Nervous Days is about obsession with social media. Do you think society could exist without it and what do you see the end results of the medium being? Are there any plus points?
Nervous Days is a funny satire of our behaviour towards social media. I use social media, enjoy it and also hate it. I don’t see how a number of followers or views make a good song or an interesting person but this topic is already out of date: social media isn’t social media anymore, it’s just regular life. I’m not good at sociology enough to know if society could live without it. I’m not old enough to regret the time there wasn’t any and not young enough to see it as a regular thing to live with. As a producer I need social media for my work but I also feel I must act against it. I think the answer should not have to be necessarily Manichean. This is the rule of this reality and I have to consider it to know how I can break them. Social media work on us on a very primitive level: it creates dopamine and makes us want more of it then create addiction: for example I’m very interested in that uncontrollable feeling of joy/ excitement that comes from having new likes, views or followers: what is this thing inside of us that makes us proud or happy ? Acknowledgement? Lust for love or celebrity? Reassurance? It shows that we are all looking for something. Desperately. Philosophically. It fills a void and that void interests me. That might be the positive point.

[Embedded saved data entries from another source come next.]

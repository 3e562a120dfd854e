//! Revision-tracked cache wrapper for derived state.

/// Cached data tagged with the input revision it was computed from.
#[derive(Debug, Clone)]
pub struct Versioned<T> {
    pub data: T,
    /// Input revision at the time of computation.
    pub source_revision: u64,
}

impl<T> Versioned<T> {
    pub fn new(data: T, source_revision: u64) -> Self {
        Self {
            data,
            source_revision,
        }
    }

    /// `true` if the inputs changed since this data was computed.
    #[inline]
    pub fn is_stale(&self, current_revision: u64) -> bool {
        self.source_revision != current_revision
    }

    #[inline]
    pub fn is_current(&self, current_revision: u64) -> bool {
        self.source_revision == current_revision
    }
}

Can you talk us through how you produced Nervous Days including any favourite software/ hardware you like to use?
Yvan and I started from scratch in October 2019, we had the idea of a man running with his smartphone surrounded by stressful obligations. We had the aesthetic in mind but had no idea what were our capacities. It’s an entire free and DIY project so we had to learn everything. Will we be able to make the character run? How do we model a 3D facebook like? How do we even set a timer?! We explored our possibilities and learned a lot, we also spent hours on tutorials and nerds forums, by the way it feels always very warm at heart to see how you can get help from online specialised communities. The game was produced on Unreal Engine 4 (by Epic Games) – an extremely well done real-time 3D creation tool, it is free and I really encourage people to try it. Few objects were designed on Blender and pictures were produced on Photoshop. The track itself was produced on Ableton with samples, Minilogue, recorder zoom hk, midi keyboard, plugins, etc.
How did your relationship with the label HARD FIST happen?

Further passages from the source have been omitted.